Is there a single piece of office equipment more irritating and environmentally unsound than the fax machine?
They are dirty, out-dated, difficult to recycle, always-on devices, which not only chew up obscene amounts of paper and energy but appear to serve no purpose beyond occasionally churning out junk mail imploring you to ring a number and be in with a chance of winning tickets to see an Abba tribute band.
On top of that every fax machine you encounter seems to have been designed with such scant regard for the user that you have to read the manual at least five times in order to gain even the vaguest understanding of how you get them to work.
This responsibility is invariably left to one poor person in the office who has to fax everything for everyone else - not because it is their job but because they are the only ones who know how its done. When they eventually get bored of this and leave, as they inevitably will, it is odds on that no fax will ever be sent from that office again.
And yet, even if you never send faxes as long as just one of your business partners or customers continues to use them then your office has little choice but to keep a fax machine humming away in the corner.
As James Powell-Tuck, managing director of messaging services specialist Wirefast, observes you may want to move away from faxes but you do not want to cut off an inward communication channel that is still valuable for some suppliers, customers and partners - particularly when documents require a signature.
"Use of fax may be declining, but plenty of people still use it," he said. "Just look at the business cards people give you and you'll see most of them still have fax numbers."
In short, as long as just a few firms continue to find fax machines useful every firm must have one, regardless of how inefficient and irritating they are.
However, Wirefast claims to have developed a solution to this seemingly intractable problem. The company has developed a messaging platform that can convert in-bound faxes into electronic documents, such as emails, PDFs or Tifs, thus eradicating the need for a fax machine.
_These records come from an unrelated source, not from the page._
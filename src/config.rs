//! Configuration for the Bayeux session layer.
//!
//! # Configuration Options
//!
//! | Option | Default | Description |
//! |--------|---------|-------------|
//! | `session_timeout` | 30 s | Idle duration after which an unused session is reaped |
//! | `long_polling_timeout` | 30 s | Maximum time a `/meta/connect` stays parked |
//! | `max_messages_per_client` | 100 | Event-queue count cap (oldest-drop) |
//! | `max_messages_size_per_client` | 64 KiB | Event-queue byte cap (oldest-drop) |
//!
//! # Examples
//!
//! ```
//! use std::time::Duration;
//! use bayeux_rs::Configuration;
//!
//! let config = Configuration::new()
//!     .long_polling_timeout(Duration::from_secs(100))
//!     .max_messages_per_client(2);
//! ```

use std::time::Duration;

/// Configuration of session lifetime, long-poll timing and queue caps.
///
/// Setters consume and return the configuration so options chain.
#[derive(Clone, Debug, PartialEq, Eq)]
pub struct Configuration {
    session_timeout: Duration,
    long_polling_timeout: Duration,
    max_messages_per_client: usize,
    max_messages_size_per_client: usize,
}

impl Configuration {
    /// Create a configuration with the documented defaults.
    #[must_use]
    pub fn new() -> Self {
        Configuration {
            session_timeout: Duration::from_secs(30),
            long_polling_timeout: Duration::from_secs(30),
            max_messages_per_client: 100,
            max_messages_size_per_client: 64 * 1024,
        }
    }

    /// Idle duration after which a session with no outstanding handles is
    /// removed.
    #[must_use]
    pub fn session_timeout(mut self, timeout: Duration) -> Self {
        self.session_timeout = timeout;
        self
    }

    /// Maximum duration a `/meta/connect` response stays parked before it is
    /// answered with an empty event array.
    #[must_use]
    pub fn long_polling_timeout(mut self, timeout: Duration) -> Self {
        self.long_polling_timeout = timeout;
        self
    }

    /// Maximum number of queued events per session. On overflow the oldest
    /// events are dropped first.
    #[must_use]
    pub fn max_messages_per_client(mut self, limit: usize) -> Self {
        self.max_messages_per_client = limit;
        self
    }

    /// Maximum total serialized size of queued events per session. Enforced
    /// jointly with the count cap.
    #[must_use]
    pub fn max_messages_size_per_client(mut self, limit: usize) -> Self {
        self.max_messages_size_per_client = limit;
        self
    }

    pub(crate) fn get_session_timeout(&self) -> Duration {
        self.session_timeout
    }

    pub(crate) fn get_long_polling_timeout(&self) -> Duration {
        self.long_polling_timeout
    }

    pub(crate) fn get_max_messages_per_client(&self) -> usize {
        self.max_messages_per_client
    }

    pub(crate) fn get_max_messages_size_per_client(&self) -> usize {
        self.max_messages_size_per_client
    }
}

impl Default for Configuration {
    fn default() -> Self {
        Self::new()
    }
}
//! Decoding of incoming Bayeux message batches.
//!
//! A batch reaches the server in one of three encodings:
//!
//! 1. a JSON body (`Content-Type: application/json`) holding a single
//!    message object or an array of them,
//! 2. an `application/x-www-form-urlencoded` body with one or more
//!    `message=<url-encoded-json>` parameters, each an object or an array,
//!    flattened left to right,
//! 3. an HTTP GET with the same parameters in the query string.
//!
//! All three produce the same thing: a non-empty list of message objects,
//! each carrying a string `channel`. Anything else is malformed and the
//! request is answered with HTTP 400.

use serde::Deserialize;
use serde_json::Value;
use url::form_urlencoded;

use crate::error::{BayeuxError, Result};

/// The envelope fields of one Bayeux message.
///
/// Everything is optional at this level; the dispatcher decides which
/// fields each channel requires. The raw message value is kept alongside
/// for verbatim forwarding to the adapter.
#[derive(Debug, Deserialize)]
pub struct MessageEnvelope {
    /// The message's channel; presence is guaranteed by [`decode_json`].
    pub channel: String,

    /// The session this message belongs to.
    #[serde(rename = "clientId")]
    pub client_id: Option<String>,

    /// Channel to subscribe to / unsubscribe from.
    pub subscription: Option<String>,

    /// Transport requested by a `/meta/connect`.
    #[serde(rename = "connectionType")]
    pub connection_type: Option<String>,

    /// Transports offered by a `/meta/handshake`.
    #[serde(rename = "supportedConnectionTypes")]
    pub supported_connection_types: Option<Vec<String>>,

    /// Client correlation id, echoed verbatim; may be any JSON value.
    pub id: Option<Value>,

    /// Payload of a publish.
    pub data: Option<Value>,

    /// Extension data of a handshake.
    pub ext: Option<Value>,
}

/// One decoded message: its envelope plus the raw value.
#[derive(Debug)]
pub struct Message {
    pub envelope: MessageEnvelope,
    pub raw: Value,
}

/// Decode a JSON body into a batch.
///
/// # Errors
///
/// Fails when the body is not JSON, not an object or array of objects, an
/// empty array, or an element has no string `channel`.
pub fn decode_json(body: &[u8]) -> Result<Vec<Message>> {
    let value: Value = serde_json::from_slice(body)?;
    batch_from_value(value)
}

/// Decode an `application/x-www-form-urlencoded` body into a batch.
///
/// # Errors
///
/// Fails when no `message` parameter is present or any of them fails to
/// decode as a message or array of messages.
pub fn decode_form(body: &[u8]) -> Result<Vec<Message>> {
    let mut batch = Vec::new();

    for (key, value) in form_urlencoded::parse(body) {
        if key != "message" {
            continue;
        }
        let value: Value = serde_json::from_str(&value)?;
        batch.extend(batch_from_value(value)?);
    }

    if batch.is_empty() {
        return Err(BayeuxError::MalformedBody(
            "no message parameter".to_string(),
        ));
    }
    Ok(batch)
}

/// Decode a GET query string into a batch; same format as [`decode_form`].
///
/// # Errors
///
/// See [`decode_form`].
pub fn decode_query(query: &str) -> Result<Vec<Message>> {
    decode_form(query.as_bytes())
}

fn batch_from_value(value: Value) -> Result<Vec<Message>> {
    let elements = match value {
        Value::Array(elements) if !elements.is_empty() => elements,
        object @ Value::Object(_) => vec![object],
        Value::Array(_) => {
            return Err(BayeuxError::MalformedBody("empty message batch".to_string()));
        }
        other => {
            return Err(BayeuxError::MalformedBody(format!(
                "expected message object or array, got {other}"
            )));
        }
    };

    elements
        .into_iter()
        .map(|raw| {
            let envelope: MessageEnvelope = serde_json::from_value(raw.clone())
                .map_err(|err| BayeuxError::MalformedBody(err.to_string()))?;
            Ok(Message { envelope, raw })
        })
        .collect()
}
The same system can also be used in reverse to send an email or other electronic document as a fax.
Powell-Tuck said the managed service helps make "fax as flexible as email" and provides a useful "transition technology" that allows firms to eradicate faxes even if partners continue to use them. He said that several global customers had already adopted the service and as a result had been able to slash the number of fax machines they run.
He added that the platform also offers similar integration between a range of other messaging technologies including SMS text messages, XML, email and telex and provides a full electronic audit trail that can aid firms' regulatory compliance by proving messages have been delivered.